◆ EXERCISE
Please return only the lines from the one holding "manager is closed" through the one holding "let options = &self.options;", exactly as they appear in the records below, both ends included.

───── DATA IN THIS EXERCISE

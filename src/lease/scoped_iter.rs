use std::iter::FusedIterator;

use tracing::debug;

use super::lease_guard::LeaseGuard;
use crate::EngineHandle;
use crate::IterItem;
use crate::IterOptions;
use crate::Result;
use crate::StorageEngine;

type CursorOf<E> = <<E as StorageEngine>::Handle as EngineHandle>::Cursor;

enum IterState<'a, E: StorageEngine> {
    /// Lease taken, cursor not created yet
    Pending(LeaseGuard<'a, E>),
    Active {
        cursor: CursorOf<E>,
        // Dropped after the cursor
        _guard: LeaseGuard<'a, E>,
    },
    Done,
}

/// Lazy traversal of the store under one scoped lease.
///
/// The lease is taken when the iterator is created; the engine cursor is
/// attached on the first call to `next`. The handle stays open until the
/// iterator is exhausted, closed or dropped, whichever comes first. An error
/// from the cursor is yielded once and ends the traversal.
///
/// The attached cursor owns its view of the store. If the manager is closed
/// mid-traversal the cursor keeps yielding, and with sled the store's file
/// lock stays held until the iterator is dropped.
pub struct ScopedIter<'a, E: StorageEngine> {
    options: IterOptions,
    state: IterState<'a, E>,
}

impl<'a, E: StorageEngine> ScopedIter<'a, E> {
    pub(crate) fn new(
        guard: LeaseGuard<'a, E>,
        options: IterOptions,
    ) -> Self {
        Self {
            options,
            state: IterState::Pending(guard),
        }
    }

    pub fn options(&self) -> &IterOptions {
        &self.options
    }

    /// Whether the iterator still holds its lease
    pub fn is_open(&self) -> bool {
        !matches!(self.state, IterState::Done)
    }

    /// Stops the traversal early and ends the lease.
    pub fn close(&mut self) {
        if self.is_open() {
            debug!("scoped iterator closed");
        }
        self.state = IterState::Done;
    }

    fn attach(
        &mut self,
        guard: LeaseGuard<'a, E>,
    ) -> Result<()> {
        let options = &self.options;
        let cursor = guard
            .manager()
            .with_held_handle(|handle| Ok(handle.iter(options)))?;
        self.state = IterState::Active {
            cursor,
            _guard: guard,
        };
        Ok(())
    }
}

impl<E: StorageEngine> Iterator for ScopedIter<'_, E> {
    type Item = Result<IterItem>;

    fn next(&mut self) -> Option<Self::Item> {
        if let IterState::Pending(_) = self.state {
            let IterState::Pending(guard) = std::mem::replace(&mut self.state, IterState::Done)
            else {
                return None;
            };
            if let Err(e) = self.attach(guard) {
                return Some(Err(e));
            }
        }

        let IterState::Active { cursor, .. } = &mut self.state else {
            return None;
        };

        match cursor.next() {
            Some(Ok((key, value))) => Some(Ok(self.options.project(key, value))),
            Some(Err(e)) => {
                self.state = IterState::Done;
                Some(Err(e))
            }
            None => {
                debug!("scoped iterator exhausted");
                self.state = IterState::Done;
                None
            }
        }
    }
}

impl<E: StorageEngine> FusedIterator for ScopedIter<'_, E> {}

impl<E: StorageEngine> std::fmt::Debug for ScopedIter<'_, E> {
    fn fmt(
        &self,
        f: &mut std::fmt::Formatter<'_>,
    ) -> std::fmt::Result {
        let state = match self.state {
            IterState::Pending(_) => "pending",
            IterState::Active { .. } => "active",
            IterState::Done => "done",
        };
        f.debug_struct("ScopedIter")
            .field("options", &self.options)
            .field("state", &state)
            .finish()
    }
}
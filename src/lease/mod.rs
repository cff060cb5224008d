mod deadline;
mod lease_guard;
mod lease_manager;
mod operations;
mod scoped_batch;
mod scoped_iter;

#[cfg(test)]
mod deadline_test;

pub use deadline::ReleaseInterval;
pub use lease_guard::*;
pub use lease_manager::*;
pub use scoped_batch::ScopedBatch;
pub use scoped_iter::ScopedIter;
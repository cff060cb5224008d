//! Helpers shared by the unit tests of every module
mod common;

pub use common::*;
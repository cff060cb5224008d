//! Lease configuration for the handle manager
//!
//! This is the complete persisted state of a manager: where the store lives and
//! how its handle is leased. The live handle, lock and maintenance thread are
//! never part of it and are rebuilt whenever a manager is constructed from it.
//!
//! # Usage
//!
//! ```toml
//! [lease]
//! path = "/var/lib/app/db"
//! auto_release_interval_ms = 5000  # Optional, default 5 seconds
//! retry_interval_ms = 100          # Optional, default 100ms
//! default_timeout_ms = 5000        # Optional, default 5 seconds
//! ```

use std::path::PathBuf;
use std::time::Duration;

use config::ConfigError;
use serde::Deserialize;
use serde::Serialize;

use crate::Error;
use crate::Result;

/// Upper bound accepted for any interval or timeout (1 day)
const MAX_DURATION_MS: u64 = 86_400_000;

/// Lease configuration of one store path
///
/// # Examples
///
/// ```rust
/// use leasekv::LeaseConfig;
/// use std::time::Duration;
///
/// let config = LeaseConfig::with_path("/tmp/leasekv-doc");
/// assert_eq!(config.auto_release_interval(), Duration::from_secs(5));
/// assert_eq!(config.retry_interval(), Duration::from_millis(100));
/// assert!(config.validate().is_ok());
/// ```
#[derive(Serialize, Deserialize, Clone, Debug, PartialEq, Eq)]
pub struct LeaseConfig {
    /// Filesystem location of the engine store
    #[serde(default = "default_path")]
    pub path: PathBuf,

    /// Idle time after the last access before the handle is closed
    ///
    /// Default: 5000 (5 seconds)
    #[serde(default = "default_auto_release_interval_ms")]
    pub auto_release_interval_ms: u64,

    /// Pause between open attempts while the store is locked by another opener
    ///
    /// Default: 100
    #[serde(default = "default_retry_interval_ms")]
    pub retry_interval_ms: u64,

    /// How long a finite acquisition keeps retrying before giving up
    ///
    /// Default: 5000 (5 seconds)
    #[serde(default = "default_timeout_ms")]
    pub default_timeout_ms: u64,
}

fn default_path() -> PathBuf {
    PathBuf::from("./db")
}
fn default_auto_release_interval_ms() -> u64 {
    5000
}
fn default_retry_interval_ms() -> u64 {
    100
}
fn default_timeout_ms() -> u64 {
    5000
}

impl Default for LeaseConfig {
    fn default() -> Self {
        Self {
            path: default_path(),
            auto_release_interval_ms: default_auto_release_interval_ms(),
            retry_interval_ms: default_retry_interval_ms(),
            default_timeout_ms: default_timeout_ms(),
        }
    }
}

impl LeaseConfig {
    /// Default timings for the store at `path`
    pub fn with_path(path: impl Into<PathBuf>) -> Self {
        Self {
            path: path.into(),
            ..Default::default()
        }
    }

    pub fn auto_release_interval(&self) -> Duration {
        Duration::from_millis(self.auto_release_interval_ms)
    }

    pub fn retry_interval(&self) -> Duration {
        Duration::from_millis(self.retry_interval_ms)
    }

    pub fn default_timeout(&self) -> Duration {
        Duration::from_millis(self.default_timeout_ms)
    }

    /// Encodes the config into its transmissible form
    pub fn to_bytes(&self) -> Result<Vec<u8>> {
        Ok(bincode::serialize(self)?)
    }

    /// Decodes a config produced by [`LeaseConfig::to_bytes`]
    pub fn from_bytes(bytes: &[u8]) -> Result<Self> {
        Ok(bincode::deserialize(bytes)?)
    }

    /// Validates configuration parameters
    ///
    /// Returns error if:
    /// - `path` is empty
    /// - `auto_release_interval_ms` or `retry_interval_ms` is 0
    /// - any duration exceeds one day
    pub fn validate(&self) -> Result<()> {
        if self.path.as_os_str().is_empty() {
            return Err(Error::Config(ConfigError::Message(
                "lease path cannot be empty".into(),
            )));
        }

        // A zero retry interval would spin on a locked store
        if self.retry_interval_ms == 0 {
            return Err(Error::Config(ConfigError::Message(
                "retry_interval_ms must be at least 1ms".into(),
            )));
        }

        if self.auto_release_interval_ms == 0 {
            return Err(Error::Config(ConfigError::Message(
                "auto_release_interval_ms must be at least 1ms".into(),
            )));
        }

        for (name, value) in [
            ("auto_release_interval_ms", self.auto_release_interval_ms),
            ("retry_interval_ms", self.retry_interval_ms),
            ("default_timeout_ms", self.default_timeout_ms),
        ] {
            if value > MAX_DURATION_MS {
                return Err(Error::Config(ConfigError::Message(format!(
                    "{name} must not exceed {MAX_DURATION_MS}, got {value}"
                ))));
            }
        }

        Ok(())
    }
}
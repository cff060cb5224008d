//! # leasekv
//!
//! A time-leased handle manager for embedded key-value stores.
//!
//! [`LeaseManager`] owns at most one open handle to a store path. The handle
//! is opened by the first operation, kept open while it is in use and closed
//! by a background releaser once it has been idle for
//! `auto_release_interval`, giving the store's file lock back to other
//! openers. Iterators and write batches hold the handle open for their whole
//! lifetime and release it on every exit path.
//!
//! ```no_run
//! use leasekv::BatchOptions;
//! use leasekv::LeaseConfig;
//! use leasekv::LeaseManager;
//! use leasekv::SledConfig;
//! use leasekv::SledEngine;
//!
//! # fn main() -> leasekv::Result<()> {
//! let db = LeaseManager::new(
//!     SledEngine::new(SledConfig::default()),
//!     LeaseConfig::with_path("/tmp/leasekv-demo"),
//! )?;
//!
//! db.put("a", "1")?;
//! assert_eq!(db.get("a")?.as_deref(), Some(&b"1"[..]));
//!
//! db.batch(BatchOptions::transactional(), |batch| {
//!     batch.put("b", "2");
//!     batch.delete("a");
//!     Ok(())
//! })?;
//! # Ok(())
//! # }
//! ```
//!
//! Storage engines plug in through [`StorageEngine`]; [`SledEngine`] is the
//! on-disk adapter and [`MemEngine`] an in-memory one with the same locking
//! behavior.

mod config;
mod constants;
mod errors;
mod lease;
mod storage;

pub use config::*;
pub use errors::*;
pub use lease::*;
pub use storage::*;


//-----------------------------------------------------------
// Test utils

#[cfg(test)]
pub mod test_utils;
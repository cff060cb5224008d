//! Configuration management module for the lease handle manager.
//!
//! Provides hierarchical configuration loading and validation with:
//! - Default values as code base
//! - Environment variable overrides
//! - Configuration file support
//! - Component-wise validation
mod lease;
mod storage;
pub use lease::*;
pub use storage::*;
#[cfg(test)]
mod lease_test;

use std::env;

use config::Config;
use config::Environment;
use config::File;
use serde::Deserialize;
use serde::Serialize;

use crate::constants::CONFIG_PATH_ENV;
use crate::constants::ENV_PREFIX;
use crate::Result;

/// Main configuration container
///
/// Combines all subsystem configurations with hierarchical override support:
/// 1. Default values from code implementation
/// 2. Configuration file specified by `CONFIG_PATH`
/// 3. Environment variables (highest priority)
#[derive(Serialize, Deserialize, Clone, Debug, Default, PartialEq, Eq)]
pub struct LeaseKvConfig {
    /// Store location and lease timings
    #[serde(default)]
    pub lease: LeaseConfig,
    /// Sled adapter tuning
    #[serde(default)]
    pub sled: SledConfig,
}

impl LeaseKvConfig {
    /// Loads configuration from hierarchical sources without validation.
    ///
    /// Configuration sources are merged in the following order (later sources override earlier):
    /// 1. Type defaults (lowest priority)
    /// 2. Configuration file from `CONFIG_PATH` environment variable (if set)
    /// 3. Environment variables with `LEASEKV__` prefix (highest priority)
    ///
    /// # Note
    /// Validation is deferred so further overrides can be applied via
    /// `with_override_config()`. Callers MUST call `validate()` before use.
    ///
    /// # Examples
    /// ```ignore
    /// std::env::set_var("LEASEKV__LEASE__PATH", "/var/lib/app/db");
    /// let cfg = LeaseKvConfig::new()?.validate()?;
    /// ```
    pub fn new() -> Result<Self> {
        let mut builder = Config::builder().add_source(Config::try_from(&Self::default())?);

        if let Ok(config_path) = env::var(CONFIG_PATH_ENV) {
            builder = builder.add_source(File::with_name(&config_path).required(true));
        }

        builder = builder.add_source(env_source());

        let config: Self = builder.build()?.try_deserialize()?;
        Ok(config)
    }

    /// Applies additional configuration overrides from file without validation.
    ///
    /// Merging order (later sources override earlier):
    /// 1. Current configuration values
    /// 2. New configuration file
    /// 3. Latest environment variables (highest priority)
    pub fn with_override_config(
        &self,
        path: &str,
    ) -> Result<Self> {
        let config: Self = Config::builder()
            .add_source(Config::try_from(self)?)
            .add_source(File::with_name(path))
            .add_source(env_source())
            .build()?
            .try_deserialize()?;
        Ok(config)
    }

    /// Validates configuration and returns validated instance.
    pub fn validate(self) -> Result<Self> {
        self.lease.validate()?;
        self.sled.validate()?;
        Ok(self)
    }
}

fn env_source() -> Environment {
    Environment::with_prefix(ENV_PREFIX)
        .separator("__")
        .ignore_empty(true)
        .try_parsing(true)
}
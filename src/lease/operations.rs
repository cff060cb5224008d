//! Operation facade
//!
//! Point operations take a default lease around each engine call; traversals
//! and batches take a scoped, indefinite lease for their whole lifetime.

use bytes::Bytes;
use tracing::instrument;

use super::lease_guard::LeaseGuard;
use super::lease_manager::LeaseManager;
use super::scoped_batch::ScopedBatch;
use super::scoped_iter::ScopedIter;
use crate::BatchOptions;
use crate::EngineHandle;
use crate::IterOptions;
use crate::Result;
use crate::StorageEngine;

impl<E: StorageEngine> LeaseManager<E> {
    /// Reads `key`, opening the handle if needed.
    #[instrument(skip_all, fields(path = ?self.path()))]
    pub fn get(
        &self,
        key: impl AsRef<[u8]>,
    ) -> Result<Option<Bytes>> {
        self.with_handle(|handle| handle.get(key.as_ref()))
    }

    /// Reads `key`, falling back to `default` when it is missing.
    pub fn get_or(
        &self,
        key: impl AsRef<[u8]>,
        default: impl Into<Bytes>,
    ) -> Result<Bytes> {
        Ok(self.get(key)?.unwrap_or_else(|| default.into()))
    }

    #[instrument(skip_all, fields(path = ?self.path()))]
    pub fn put(
        &self,
        key: impl AsRef<[u8]>,
        value: impl AsRef<[u8]>,
    ) -> Result<()> {
        self.with_handle(|handle| handle.put(key.as_ref(), value.as_ref()))
    }

    #[instrument(skip_all, fields(path = ?self.path()))]
    pub fn delete(
        &self,
        key: impl AsRef<[u8]>,
    ) -> Result<()> {
        self.with_handle(|handle| handle.delete(key.as_ref()))
    }

    /// Persists buffered writes without waiting for the handle to close.
    #[instrument(skip_all, fields(path = ?self.path()))]
    pub fn flush(&self) -> Result<()> {
        self.with_handle(|handle| handle.flush())
    }

    /// Starts a lazy traversal.
    ///
    /// Blocks until the handle can be opened; the lease is held until the
    /// iterator is exhausted, closed or dropped.
    #[instrument(skip_all, fields(path = ?self.path()))]
    pub fn iterator(
        &self,
        options: IterOptions,
    ) -> Result<ScopedIter<'_, E>> {
        options.validate()?;
        let guard = self.hold(None)?;
        Ok(ScopedIter::new(guard, options))
    }

    /// Opens a write batch that keeps the handle open until it is committed,
    /// discarded or dropped. Blocks until the handle can be opened.
    #[instrument(skip_all, fields(path = ?self.path()))]
    pub fn write_batch(
        &self,
        options: BatchOptions,
    ) -> Result<ScopedBatch<'_, E>> {
        let guard = self.hold(None)?;
        let batch = self.with_held_handle(|handle| Ok(handle.write_batch(options)))?;
        Ok(ScopedBatch::new(guard, batch))
    }

    /// Runs `f` against a write batch.
    ///
    /// `Ok` commits. `Err` discards a transactional batch and commits a
    /// non-transactional one before the error is returned. The lease is
    /// released either way.
    pub fn batch<T>(
        &self,
        options: BatchOptions,
        f: impl FnOnce(&mut ScopedBatch<'_, E>) -> Result<T>,
    ) -> Result<T> {
        let mut batch = self.write_batch(options)?;
        let value = f(&mut batch)?;
        batch.commit()?;
        Ok(value)
    }

    /// Keeps the handle open until the returned guard is dropped.
    ///
    /// Waits at most `default_timeout` for the handle to open.
    pub fn scope(&self) -> Result<LeaseGuard<'_, E>> {
        self.hold(Some(self.config().default_timeout()))
    }

    /// Runs `f` while the handle is held open, releasing it afterwards.
    pub fn with_scope<T>(
        &self,
        f: impl FnOnce(&Self) -> Result<T>,
    ) -> Result<T> {
        let _guard = self.scope()?;
        f(self)
    }
}
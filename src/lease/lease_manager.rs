//! Time-leased handle manager
//!
//! Owns at most one open engine handle for a store path and closes it once its
//! lease runs out, so idle stores give back their file descriptors and locks.
//!
//! # State machine
//!
//! ```text
//!                 acquire                        suspend / hold
//!   ┌────────┐ ───────────> ┌──────────────┐ ──────────────> ┌────────────────┐
//!   │ Closed │              │ Open (leased │                 │ Open           │
//!   │ handle │ <─────────── │ until T)     │ <────────────── │ (indefinite)   │
//!   └────────┘  releaser    └──────────────┘ release/restart └────────────────┘
//!        │      wakes at T          │                                │
//!        └──────────────────────────┴────────── close() ─────────────┴──> Terminated
//! ```
//!
//! One mutex/condvar pair guards every transition. Public methods take the
//! lock; `*_locked` helpers expect it to be held already, so composite
//! operations never re-enter the mutex.

use std::path::Path;
use std::sync::Arc;
use std::thread::JoinHandle;
use std::time::Duration;
use std::time::Instant;

use parking_lot::Condvar;
use parking_lot::Mutex;
use parking_lot::MutexGuard;
use tracing::debug;
use tracing::error;
use tracing::info;
use tracing::trace;
use tracing::warn;

use super::deadline::Deadline;
use super::deadline::ReleaseInterval;
use super::lease_guard::LeaseGuard;
use crate::constants::RELEASER_POLL_INTERVAL;
use crate::constants::RELEASER_THREAD_NAME;
use crate::EngineHandle;
use crate::Error;
use crate::LeaseConfig;
use crate::LeaseError;
use crate::Result;
use crate::StorageEngine;

/// Handle state guarded by the manager lock.
///
/// Invariant: `handle.is_some()` exactly when `deadline != Deadline::Absent`.
struct LeaseState<H> {
    handle: Option<H>,
    deadline: Deadline,
    /// Outstanding scoped leases; while non-zero the deadline stays indefinite
    holds: usize,
    closed: bool,
}

struct Shared<E: StorageEngine> {
    engine: E,
    config: LeaseConfig,
    state: Mutex<LeaseState<E::Handle>>,
    wakeup: Condvar,
}

/// Reference-counted, time-leased owner of one engine handle.
///
/// The handle is opened lazily by the first operation, kept open while it is
/// in use and closed by a background releaser thread once the lease deadline
/// passes. Dropping the manager closes it.
pub struct LeaseManager<E: StorageEngine> {
    shared: Arc<Shared<E>>,
    releaser: Mutex<Option<JoinHandle<()>>>,
}

impl<E: StorageEngine> std::fmt::Debug for LeaseManager<E> {
    fn fmt(
        &self,
        f: &mut std::fmt::Formatter<'_>,
    ) -> std::fmt::Result {
        f.debug_struct("LeaseManager")
            .field("path", &self.shared.config.path)
            .finish()
    }
}
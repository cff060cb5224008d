use config::ConfigError;
use serde::Deserialize;
use serde::Serialize;

use crate::Error;
use crate::Result;

/// Tuning knobs applied every time the sled adapter opens a store
#[derive(Serialize, Deserialize, Clone, Debug, PartialEq, Eq)]
pub struct SledConfig {
    /// Page cache size in bytes
    #[serde(default = "default_cache_capacity")]
    pub cache_capacity: u64,

    /// Background flush period; `None` disables periodic flushing
    #[serde(default = "default_flush_every_ms")]
    pub flush_every_ms: Option<u64>,

    #[serde(default = "default_use_compression")]
    pub use_compression: bool,

    #[serde(default)]
    pub mode: SledMode,
}

#[derive(Serialize, Deserialize, Clone, Copy, Debug, Default, PartialEq, Eq)]
#[serde(rename_all = "snake_case")]
pub enum SledMode {
    #[default]
    HighThroughput,
    LowSpace,
}

impl From<SledMode> for ::sled::Mode {
    fn from(mode: SledMode) -> Self {
        match mode {
            SledMode::HighThroughput => ::sled::Mode::HighThroughput,
            SledMode::LowSpace => ::sled::Mode::LowSpace,
        }
    }
}

fn default_cache_capacity() -> u64 {
    10 * 1024 * 1024 //10MB
}
fn default_flush_every_ms() -> Option<u64> {
    Some(500)
}
fn default_use_compression() -> bool {
    true
}

impl Default for SledConfig {
    fn default() -> Self {
        Self {
            cache_capacity: default_cache_capacity(),
            flush_every_ms: default_flush_every_ms(),
            use_compression: default_use_compression(),
            mode: SledMode::default(),
        }
    }
}

impl SledConfig {
    pub fn validate(&self) -> Result<()> {
        if self.cache_capacity == 0 {
            return Err(Error::Config(ConfigError::Message(
                "sled cache_capacity must be greater than 0".into(),
            )));
        }

        if self.flush_every_ms == Some(0) {
            return Err(Error::Config(ConfigError::Message(
                "sled flush_every_ms must be at least 1ms (or unset to disable)".into(),
            )));
        }

        Ok(())
    }
}
//! Lease Manager Error Hierarchy
//!
//! Defines the error types surfaced by the handle manager, categorized by the
//! layer that produced them: configuration, storage engine, lease state.

use std::path::PathBuf;
use std::time::Duration;

use config::ConfigError;

#[doc(hidden)]
pub type Result<T> = std::result::Result<T, Error>;

#[derive(Debug, thiserror::Error)]
pub enum Error {
    /// Configuration loading or validation failures
    #[error(transparent)]
    Config(#[from] ConfigError),

    /// Failures reported by the underlying storage engine
    #[error(transparent)]
    Storage(#[from] StorageError),

    /// Handle lease violations (timeouts, usage after close)
    #[error(transparent)]
    Lease(#[from] LeaseError),

    /// Config encode/decode failures
    #[error(transparent)]
    Serialization(#[from] SerializationError),

    /// Unrecoverable failures
    #[error("Fatal error: {0}")]
    Fatal(String),
}

impl Error {
    /// Whether the failure is worth retrying at `retry_interval`.
    ///
    /// Only lock contention on the store path qualifies; every other engine
    /// failure is fatal for the current acquisition.
    pub fn is_transient(&self) -> bool {
        matches!(self, Error::Storage(StorageError::Busy { .. }))
    }
}

#[derive(Debug, thiserror::Error)]
pub enum StorageError {
    /// Disk I/O failures while opening or flushing the store
    #[error(transparent)]
    IoError(#[from] std::io::Error),

    /// The store is locked by another opener
    #[error("Store at {path} is locked by another opener")]
    Busy { path: PathBuf },

    /// Embedded database errors
    #[error("Embedded database error: {0}")]
    DbError(String),

    /// Caller supplied parameters the engine cannot serve
    #[error("Invalid argument: {0}")]
    InvalidArgument(String),
}

#[derive(Debug, thiserror::Error)]
pub enum LeaseError {
    /// The handle could not be opened before the acquisition deadline
    #[error("Failed to acquire db {path} within {timeout:?}")]
    AcquisitionTimeout { path: PathBuf, timeout: Duration },

    /// Operation invoked after `close()`
    #[error("Handle manager for {path} is closed")]
    ManagerClosed { path: PathBuf },

    /// The maintenance thread could not be started
    #[error("Failed to spawn releaser thread: {0}")]
    ReleaserSpawn(#[source] std::io::Error),
}

// Serialization is classified separately from storage: it only concerns config
#[derive(Debug, thiserror::Error)]
pub enum SerializationError {
    #[error("Bincode serialization failed: {0}")]
    Bincode(#[from] bincode::Error),
}

// ============== Conversion Implementations ============== //
impl From<bincode::Error> for Error {
    fn from(e: bincode::Error) -> Self {
        Error::Serialization(SerializationError::Bincode(e))
    }
}

impl From<std::io::Error> for Error {
    fn from(e: std::io::Error) -> Self {
        Error::Storage(StorageError::IoError(e))
    }
}

impl From<sled::Error> for Error {
    fn from(err: sled::Error) -> Self {
        StorageError::DbError(err.to_string()).into()
    }
}
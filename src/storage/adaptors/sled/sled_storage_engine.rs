use std::io::ErrorKind;
use std::path::Path;

use bytes::Bytes;
use sled::Batch;
use sled::Db;
use tracing::instrument;
use tracing::trace;
use tracing::warn;

use crate::BatchOptions;
use crate::EngineBatch;
use crate::EngineHandle;
use crate::Error;
use crate::IterOptions;
use crate::Result;
use crate::SledConfig;
use crate::StorageEngine;
use crate::StorageError;

/// Storage engine backed by sled
#[derive(Debug, Clone, Default)]
pub struct SledEngine {
    config: SledConfig,
}

impl SledEngine {
    pub fn new(config: SledConfig) -> Self {
        Self { config }
    }

    pub fn config(&self) -> &SledConfig {
        &self.config
    }
}

impl StorageEngine for SledEngine {
    type Handle = SledHandle;

    #[instrument(skip(self))]
    fn open(
        &self,
        path: &Path,
    ) -> Result<Self::Handle> {
        let db = sled::Config::default()
            .path(path)
            .cache_capacity(self.config.cache_capacity)
            .flush_every_ms(self.config.flush_every_ms)
            .use_compression(self.config.use_compression)
            .compression_factor(1)
            .mode(self.config.mode.into())
            .open()
            .map_err(|e| classify_open_error(path, e))?;

        trace!(?path, "sled db opened");
        Ok(SledHandle { db })
    }
}

/// Maps a file lock conflict to the retryable busy signal.
fn classify_open_error(
    path: &Path,
    err: sled::Error,
) -> Error {
    if let sled::Error::Io(io) = &err {
        if io.kind() == ErrorKind::WouldBlock || io.to_string().contains("could not acquire") {
            return StorageError::Busy {
                path: path.to_path_buf(),
            }
            .into();
        }
    }

    warn!(
        "Try to open DB at this location: {:?} and failed: {:?}",
        path, err
    );
    err.into()
}

/// Open sled database
pub struct SledHandle {
    db: Db,
}

impl std::fmt::Debug for SledHandle {
    fn fmt(
        &self,
        f: &mut std::fmt::Formatter<'_>,
    ) -> std::fmt::Result {
        f.debug_struct("SledHandle").finish()
    }
}

impl EngineHandle for SledHandle {
    type Batch = SledBatch;
    type Cursor = SledCursor;

    fn get(
        &self,
        key: &[u8],
    ) -> Result<Option<Bytes>> {
        Ok(self.db.get(key)?.map(|ivec| Bytes::copy_from_slice(&ivec)))
    }

    fn put(
        &self,
        key: &[u8],
        value: &[u8],
    ) -> Result<()> {
        self.db.insert(key, value)?;
        Ok(())
    }

    fn delete(
        &self,
        key: &[u8],
    ) -> Result<()> {
        self.db.remove(key)?;
        Ok(())
    }

    fn write_batch(
        &self,
        options: BatchOptions,
    ) -> Self::Batch {
        SledBatch {
            batch: Batch::default(),
            len: 0,
            options,
        }
    }

    #[instrument(skip_all, fields(len = batch.len, sync = batch.options.sync))]
    fn commit_batch(
        &self,
        batch: Self::Batch,
    ) -> Result<()> {
        let sync = batch.options.sync;
        self.db.apply_batch(batch.batch)?;
        if sync {
            self.db.flush()?;
        }
        Ok(())
    }

    fn iter(
        &self,
        options: &IterOptions,
    ) -> Self::Cursor {
        let inner = match &options.prefix {
            Some(prefix) => self.db.scan_prefix(prefix.as_ref()),
            None => self.db.iter(),
        };
        SledCursor {
            inner,
            reverse: options.reverse,
        }
    }

    fn flush(&self) -> Result<()> {
        self.db.flush()?;
        Ok(())
    }

    fn close(self) -> Result<()> {
        self.db.flush()?;
        Ok(())
    }
}

/// Buffered writes for one [`SledHandle::commit_batch`]
pub struct SledBatch {
    batch: Batch,
    len: usize,
    options: BatchOptions,
}

impl std::fmt::Debug for SledBatch {
    fn fmt(
        &self,
        f: &mut std::fmt::Formatter<'_>,
    ) -> std::fmt::Result {
        f.debug_struct("SledBatch")
            .field("len", &self.len)
            .field("options", &self.options)
            .finish()
    }
}

impl EngineBatch for SledBatch {
    fn put(
        &mut self,
        key: &[u8],
        value: &[u8],
    ) {
        self.batch.insert(key, value);
        self.len += 1;
    }

    fn delete(
        &mut self,
        key: &[u8],
    ) {
        self.batch.remove(key);
        self.len += 1;
    }

    fn clear(&mut self) {
        self.batch = Batch::default();
        self.len = 0;
    }

    fn len(&self) -> usize {
        self.len
    }

    fn options(&self) -> BatchOptions {
        self.options
    }
}

/// Lazy cursor over a sled tree
pub struct SledCursor {
    inner: sled::Iter,
    reverse: bool,
}

impl Iterator for SledCursor {
    type Item = Result<(Bytes, Bytes)>;

    fn next(&mut self) -> Option<Self::Item> {
        let next = if self.reverse {
            self.inner.next_back()
        } else {
            self.inner.next()
        };

        next.map(|entry| {
            entry
                .map(|(k, v)| (Bytes::copy_from_slice(&k), Bytes::copy_from_slice(&v)))
                .map_err(Error::from)
        })
    }
}
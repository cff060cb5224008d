mod mem_storage_engine;

pub use mem_storage_engine::*;

#[cfg(test)]
mod mem_engine_test;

──────────

◆ WRITTEN SOLUTION
/// The attached cursor owns its view of the store. If the manager is closed
/// mid-traversal the cursor keeps yielding, and with sled the store's file
/// lock stays held until the iterator is dropped.
pub struct ScopedIter<'a, E: StorageEngine> {
    options: IterOptions,
    state: IterState<'a, E>,
}

impl<'a, E: StorageEngine> ScopedIter<'a, E> {
    pub(crate) fn new(
        guard: LeaseGuard<'a, E>,
        options: IterOptions,
    ) -> Self {
        Self {
            options,
            state: IterState::Pending(guard),
        }
    }

    pub fn options(&self) -> &IterOptions {
        &self.options
    }

    /// Whether the iterator still holds its lease
    pub fn is_open(&self) -> bool {
        !matches!(self.state, IterState::Done)
    }

    /// Stops the traversal early and ends the lease.
    pub fn close(&mut self) {
        if self.is_open() {
            debug!("scoped iterator closed");
        }
        self.state = IterState::Done;
    }

    fn attach(
        &mut self,
        guard: LeaseGuard<'a, E>,
    ) -> Result<()> {
        let options = &self.options;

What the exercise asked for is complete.